Given his approach, American Alien is less like a superhero comic and closer to a YA television series featuring adolescents struggling with how to use their superhuman abilities, along the lines of the late Smallville. Landis treats each of the seven issues as individual vignettes - A peak into a day in the life of Clark Kent. Each day marks an important turning point: the first time Clark learns to fly, his first attempt to fight crime, the first time he leaves Smallville, his first meeting with Lois Lane and Lex Luthor, etc. It basically amounts to a retelling of Superman’s origin story. The novelty of American Alien is that it allows for an even more intimate look as the story charts the course of Clark’s life from childhood to young adult. The reader gets easily pulled into the arc of his personal growth as a hero by Landis’ sympathetic representation of youthful indiscretion.
The narrative effect is further enforced by having each issue be visually distinguished with a different artist at the helm. Needless to say, Clark never looks the same with each issue. But they’re all excellent at conveying the relatively grounded quality Landis is trying to express in the story. Actually, the story is light on testosterone-filled violence and heavy on goofy behavior as Clark bumbles his way through life, gradually getting a handle on his abilities and figuring out his place in the world. Though events give way to the fantastic in the later issues. There is one gruesome scene where Clark unintentionally burns off the arms of one bad guy with his heat vision that serves as a reminder that DC Comics is still being run by Geoff Johns. Thankfully, the effect is far less graphic than if this were a comic drawn in the usual house style. And the scene is mercifully short.
Landis avoids portraying Clark as the lonely outsider found in the DC Cinematic incarnation. He’s not the classic paragon of heroism. He’s not a nerd. And he’s not the activist fighting for the underdog Grant Morrison yearned for during the inception of the New 52. Apparently, this is a Superman for today’s youth. So he leans a little heavily on the bro archetype, and this means that sometimes he nudges close to the image of millennials as being too self-absorbed. Clark is full of good intentions. He wants to use his abilities for good, but is not quite sure what that means.

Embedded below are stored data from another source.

//! Explicit feature embeddings for linearizing non-linear targets.
//!
//! ## Purpose
//!
//! This module defines [`FeatureEmbedding`], a fixed, deterministic expansion
//! of the raw feature space. A target that is non-linear in the raw features
//! (multiplication being the canonical case) can become exactly linear in the
//! expanded space: `a * b` is not a linear combination of `(a, b)`, but it is
//! of `(a, b, a*b)`.
//!
//! ## Design notes
//!
//! * **Shape-Preserving**: Row count and row order are preserved exactly.
//! * **Total**: Embeddings are pure functions with no failure modes.
//! * **Column Layout**: Raw columns come first, expansion terms after, so a
//!   fitted coefficient vector reads naturally against the input.
//!
//! ## Invariants
//!
//! * `embed(x, d).len() == (x.len() / d) * output_dimensions(d)`.
//! * `Identity` is the no-op embedding: output equals input.

// Feature-gated imports
#[cfg(not(feature = "std"))]
use alloc::vec::Vec;
#[cfg(feature = "std")]
use std::vec::Vec;

// External dependencies
use num_traits::Float;

// ============================================================================
// Feature Embedding
// ============================================================================

/// Deterministic feature-space expansion applied before fitting.
#[derive(Debug, Clone, Copy, PartialEq, Eq, Default)]
pub enum FeatureEmbedding {
    /// Keep the raw features unchanged.
    #[default]
    Identity,

    /// Append all pairwise interaction products `x_i * x_j` (i < j).
    ///
    /// For two raw columns this is the `(a, b) -> (a, b, a*b)` map.
    Interaction,

    /// Append squares and pairwise products (all degree-2 monomials).
    Quadratic,
}

impl FeatureEmbedding {
    /// Number of output columns for `dimensions` raw columns.
    #[inline]
    pub const fn output_dimensions(&self, dimensions: usize) -> usize {
        match self {
            FeatureEmbedding::Identity => dimensions,
            FeatureEmbedding::Interaction => {
                dimensions + dimensions * (dimensions.saturating_sub(1)) / 2
            }
            FeatureEmbedding::Quadratic => dimensions + dimensions * (dimensions + 1) / 2,
        }
    }

    /// Embed a row-major feature matrix, preserving row count and order.
    ///
    /// `x.len()` must be a multiple of `dimensions`; the caller validates.
    pub fn embed<T: Float>(&self, x: &[T], dimensions: usize) -> Vec<T> {
        if matches!(self, FeatureEmbedding::Identity) {
            return x.to_vec();
        }

        let rows = x.len() / dimensions;
        let out_dims = self.output_dimensions(dimensions);
        let mut out = Vec::with_capacity(rows * out_dims);

        for row in x.chunks_exact(dimensions) {
            self.embed_row(row, &mut out);
        }
        out
    }

    /// Append the expansion of a single row to `out`.
    fn embed_row<T: Float>(&self, row: &[T], out: &mut Vec<T>) {
        // Raw columns first
        out.extend_from_slice(row);

        let d = row.len();
        match self {
            FeatureEmbedding::Identity => {}
            FeatureEmbedding::Interaction => {
                for i in 0..d {
                    for j in (i + 1)..d {
                        out.push(row[i] * row[j]);
                    }
                }
            }
            FeatureEmbedding::Quadratic => {
                for i in 0..d {
                    for j in i..d {
                        out.push(row[i] * row[j]);
                    }
                }
            }
        }
    }
}
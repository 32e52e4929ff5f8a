//! Kernel functions for dual-form ridge regression.
//!
//! ## Purpose
//!
//! This module defines the kernel functions used by the kernel ridge
//! estimator. A kernel computes a similarity between two feature vectors;
//! the polynomial kernel implicitly spans all monomials up to its degree,
//! which is what lets a linear solver capture interaction terms such as
//! `a * b` without building them explicitly.
//!
//! ## Key concepts
//!
//! * **Linear**: `k(x, z) = <x, z>` — equivalent to plain ridge in dual form.
//! * **Polynomial**: `k(x, z) = (gamma * <x, z> + coef0)^degree`.
//! * **Gamma default**: when unset, `gamma = 1 / dimensions` at fit time.
//!
//! ## Invariants
//!
//! * Kernels are symmetric: `k(x, z) == k(z, x)`.
//! * Evaluation is pure and total over finite inputs.

// External dependencies
use num_traits::Float;

// ============================================================================
// Kernel Functions
// ============================================================================

/// Kernel function selection for the kernel ridge estimator.
#[derive(Debug, Clone, Copy, PartialEq)]
pub enum Kernel<T: Float> {
    /// Linear kernel: the plain inner product.
    Linear,

    /// Polynomial kernel `(gamma * <x, z> + coef0)^degree`.
    Polynomial {
        /// Polynomial degree (>= 1). Degree 2 spans pairwise products.
        degree: u32,
        /// Inner-product scale; `None` defaults to `1 / dimensions`.
        gamma: Option<T>,
        /// Additive constant inside the power.
        coef0: T,
    },
}

impl<T: Float> Default for Kernel<T> {
    fn default() -> Self {
        Kernel::Linear
    }
}

impl<T: Float> Kernel<T> {
    /// A degree-`degree` polynomial kernel with `coef0 = 1` and default gamma.
    pub fn polynomial(degree: u32) -> Self {
        Kernel::Polynomial {
            degree,
            gamma: None,
            coef0: T::one(),
        }
    }

    /// Evaluate the kernel between two feature vectors of equal length.
    ///
    /// `default_gamma` is used for the polynomial kernel when no explicit
    /// gamma was configured.
    pub fn compute(&self, x: &[T], z: &[T], default_gamma: T) -> T {
        let dot = x
            .iter()
            .zip(z.iter())
            .fold(T::zero(), |acc, (&a, &b)| acc + a * b);

        match *self {
            Kernel::Linear => dot,
            Kernel::Polynomial {
                degree,
                gamma,
                coef0,
            } => {
                let gamma = gamma.unwrap_or(default_gamma);
                let base = gamma * dot + coef0;
                powi(base, degree)
            }
        }
    }
}

/// Integer power by repeated multiplication.
///
/// Kernel degrees are tiny (2-4 in practice), so the naive product is both
/// exact and faster than a float `powf`.
#[inline]
fn powi<T: Float>(base: T, exponent: u32) -> T {
    let mut result = T::one();
    for _ in 0..exponent {
        result = result * base;
    }
    result
}
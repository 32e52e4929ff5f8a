//! Learning arithmetic from data: the calculator exercise.
//!
//! Generates paired integer samples, then contrasts estimators on two
//! targets: addition (exactly linear in the raw features) and multiplication
//! (linear only after an explicit interaction embedding or under a
//! polynomial kernel). Prints coefficients, MSE, and R² for every variant.

use ols_rs::prelude::*;

const SEED: u64 = 42;
const SAMPLES: usize = 1000;
const TEST_FRACTION: f64 = 0.3;
const RIDGE_ALPHAS: [f64; 7] = [0.001, 0.01, 0.1, 1.0, 10.0, 100.0, 1000.0];
const PROBE: [f64; 2] = [25.0, 17.0];

fn main() -> Result<(), OlsError> {
    banner("LEARNING ARITHMETIC FROM DATA");

    // ------------------------------------------------------------------
    // Part 1: dataset
    // ------------------------------------------------------------------
    section("[Part 1] Dataset");

    let data = operand_pairs::<f64>(SAMPLES, -100, 100, SEED);
    let split = train_test_split(data.len(), TEST_FRACTION, Some(SEED))?;

    let dims = data.dimensions();
    let x_train = take_rows(&data.features, dims, &split.train_indices);
    let x_test = take_rows(&data.features, dims, &split.test_indices);
    let sums_train = take_values(&data.sums, &split.train_indices);
    let sums_test = take_values(&data.sums, &split.test_indices);
    let products_train = take_values(&data.products, &split.train_indices);
    let products_test = take_values(&data.products, &split.test_indices);

    println!(
        "Samples: {} pairs drawn uniformly from [-100, 100] (seed {})",
        data.len(),
        SEED
    );
    println!(
        "Example: a={}, b={} -> a+b={}, a*b={}",
        data.features[0], data.features[1], data.sums[0], data.products[0]
    );
    println!(
        "Split:   {} train / {} test",
        split.train_indices.len(),
        split.test_indices.len()
    );

    // ------------------------------------------------------------------
    // Part 2: addition is linear in the raw features
    // ------------------------------------------------------------------
    section("[Part 2] Addition: f(a, b) = a + b");

    println!("Addition is linear: f(a, b) = 1*a + 1*b + 0, so a linear");
    println!("model recovers it exactly. Expected: w = [1, 1], b = 0.\n");

    let svd_fit = Ols::new()
        .dimensions(dims)
        .solver(Svd)
        .estimator(ClosedForm)
        .build()?
        .fit(&x_train, &sums_train)?;
    report_linear(
        "Least squares (SVD)",
        &svd_fit,
        (&x_train, &sums_train),
        (&x_test, &sums_test),
    )?;
    check("25 + 17", svd_fit.predict_one(&PROBE)?, 42.0);

    let normal_fit = Ols::new()
        .dimensions(dims)
        .estimator(ClosedForm)
        .build()?
        .fit(&x_train, &sums_train)?;
    report_linear(
        "Normal equations (closed form)",
        &normal_fit,
        (&x_train, &sums_train),
        (&x_test, &sums_test),
    )?;
    check("25 + 17", normal_fit.predict_one(&PROBE)?, 42.0);

    // ------------------------------------------------------------------
    // Part 3: multiplication is not linear in the raw features
    // ------------------------------------------------------------------
    section("[Part 3] Multiplication: g(a, b) = a * b");

    println!("Multiplication is an interaction: a*b cannot be written as");
    println!("w1*a + w2*b + c, so plain and ridge regression both fail.\n");

    let plain_fit = Ols::new()
        .dimensions(dims)
        .estimator(ClosedForm)
        .build()?
        .fit(&x_train, &products_train)?;
    report_linear(
        "Plain least squares",
        &plain_fit,
        (&x_train, &products_train),
        (&x_test, &products_test),
    )?;

    let ridge_fit = Ols::new()
        .dimensions(dims)
        .cross_validate(KFold(5, &RIDGE_ALPHAS).seed(SEED))
        .estimator(Ridge)
        .build()?
        .fit(&x_train, &products_train)?;
    report_linear(
        &format!("Ridge (alpha = {} by 5-fold CV)", ridge_fit.alpha),
        &ridge_fit.model,
        (&x_train, &products_train),
        (&x_test, &products_test),
    )?;
    println!("  Regularization cannot add the missing interaction term.");

    let kernel_fit = Ols::new()
        .dimensions(dims)
        .alpha(0.001)
        .kernel(Kernel::polynomial(2))
        .estimator(KernelRidge)
        .build()?
        .fit(&x_train, &products_train)?;
    let kernel_test = kernel_fit.predict(&x_test)?;
    println!("\nKernel ridge (polynomial, degree 2, alpha = 0.001):");
    println!(
        "  Test:  MSE {:.10}, R^2 {:.10}",
        mean_squared_error(&products_test, &kernel_test),
        r2_score(&products_test, &kernel_test)
    );
    check("25 * 17", kernel_fit.predict_one(&PROBE)?, 425.0);

    let embedded_fit = Ols::new()
        .dimensions(dims)
        .embedding(Interaction)
        .estimator(ClosedForm)
        .build()?
        .fit(&x_train, &products_train)?;
    report_linear(
        "Interaction embedding (a, b) -> (a, b, a*b)",
        &embedded_fit,
        (&x_train, &products_train),
        (&x_test, &products_test),
    )?;
    println!("  In the embedded space the target is exactly linear again:");
    println!("  expected w = [0, 0, 1], b = 0.");
    check("25 * 17", embedded_fit.predict_one(&PROBE)?, 425.0);

    println!();
    Ok(())
}

// ============================================================================
// Report Helpers
// ============================================================================

fn banner(title: &str) {
    println!("{}", "=".repeat(60));
    println!("{}", title);
    println!("{}", "=".repeat(60));
}

fn section(title: &str) {
    println!("\n{}", title);
    println!("{}", "-".repeat(60));
}

/// Print one fitted linear variant: weights, then train/test fit quality.
fn report_linear(
    label: &str,
    fit: &LinearFit<f64>,
    train: (&[f64], &[f64]),
    test: (&[f64], &[f64]),
) -> Result<(), OlsError> {
    let (x_train, y_train) = train;
    let (x_test, y_test) = test;
    let train_pred = fit.predict(x_train)?;
    let test_pred = fit.predict(x_test)?;

    println!("\n{}:", label);
    println!("  {}", format!("{}", fit).replace('\n', "\n  "));
    println!(
        "  Train: MSE {:.10}, R^2 {:.10}",
        mean_squared_error(y_train, &train_pred),
        r2_score(y_train, &train_pred)
    );
    println!(
        "  Test:  MSE {:.10}, R^2 {:.10}",
        mean_squared_error(y_test, &test_pred),
        r2_score(y_test, &test_pred)
    );
    Ok(())
}

fn check(expression: &str, predicted: f64, expected: f64) {
    println!(
        "  Check: {} -> {:.2} (expected {})",
        expression, predicted, expected
    );
}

The title’s comic might suggest that Landis is interested in exploring the immigrant experience. Sadly, that’s so not the case. Clark’s got a whole host of freaky powers that make him feel different. And he’s carrying all the insecurities of an adopted child still searching for his biological parents. But he’s not coping with dual identities. He’s not traumatized by memories of the destruction of his native home. He’s not dealing with racial prejudice. In fact, he passes quite effortlessly for a caucasian Kansas-born American. In case none of this is clear, the last issue’s set piece is a knock-down-drag-out fight with Lobo. The Czarnian is the antithesis of Superman, and their fight only underscores Clark’s very American loyalties.
Ultimately, Landis’ iteration of the Superman origin story feels somewhat diminished. Clark’s altruism is still his defining character trait in an otherwise average personality. The comic’s facsimile of its American setting is largely inoffensive, even leaning towards nostalgia. Smallville and Metropolis appear somewhat generic in nature. The only person-of-color of any significance is Jimmy Olsen, and he shows up only briefly. No real-world politics intrude into the proceedings. Clark goes through a process of self-actualization, but doesn’t develop any accompanying robust sense of social justice. He’s a disconnected hero for a more self-indulgent age.